Cooking is such a universal activity that it is no wonder why it is featured into so many games.

Leonardo Ferreira, Blogger

June 7, 2024

7 Min Read

Cooking is probably one of the last leisure activities that we can do for its own sake; firstly, cooking is something that most of us kind of need to do in order to, you know, eat, so it is kind of a necessity. But it can also be a creative exercise, and one that, exceeding the eventual domestic disaster, will always give a satisfying result; a result that will improve your skills and knowledge for the next round.

Once you know the basics, cooking can be a sandbox of experimentation, as you learn new methods, ingredients, spices, and so, it is not unlike a game. Maybe that’s why so many games use cooking systems in the first place, either as subsystems that give texture and flavor (heh) to a digital world, or transforming the act of cooking into a dextrous challenge of skill.

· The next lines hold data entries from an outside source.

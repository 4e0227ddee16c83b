//! Plain-text grouping report
//!
//! Appends one entry per assignment as the engine makes it, so the report
//! of an interrupted run shows how far it got.

use ecogroup_application::ClassificationProgress;
use ecogroup_domain::Rank;
use std::fs::{File, OpenOptions};
use std::io::{BufWriter, Write};
use std::path::Path;
use std::sync::Mutex;

pub struct GroupingReportWriter {
    writer: Mutex<BufWriter<File>>,
}

impl GroupingReportWriter {
    pub fn open(path: &Path) -> std::io::Result<Self> {
        let file = OpenOptions::new().create(true).append(true).open(path)?;
        Ok(Self {
            writer: Mutex::new(BufWriter::new(file)),
        })
    }

    fn write_entry(&self, entry: &str) {
        if let Ok(mut writer) = self.writer.lock() {
            let _ = writer.write_all(entry.as_bytes());
            let _ = writer.flush();
        }
    }
}

fn report_entry(taxon: &str, group: &str) -> String {
    format!("Functional Group: {}\n      Taxon: {}\n\n", group, taxon)
}

impl ClassificationProgress for GroupingReportWriter {
    fn on_rank_start(&self, _rank: Rank, _taxa: usize, _chunks: usize) {}

    fn on_chunk_complete(&self, _rank: Rank, _taxa: usize, _success: bool) {}

    fn on_rank_complete(&self, _rank: Rank, _assigned: usize, _resolved: usize) {}

    fn on_assignment(&self, taxon: &str, group: &str, _rank: Rank) {
        self.write_entry(&report_entry(taxon, group));
    }
}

Cooking in videogames usually come in two forms; one is simply by combining the ingredients the player acquired while exploring the game world, which can then grant specific bonuses for the actual gameplay portions, like in Breath of the Wild and the Monster Hunter series; or can later be used for other gameplay purposes, like giving gifts based on specific characters tastes. like in Stardew Valley and its wholesome brethren of similars.

The other form is more involved, and is featured in games in which cooking is the main course (heh), and it is abstracted into a series of micro-interactions of timing and skill. The best example of this is the Cooking Mama series, in which the preparations of each dish consists of a series of simple control motions, with some generous grading at the end.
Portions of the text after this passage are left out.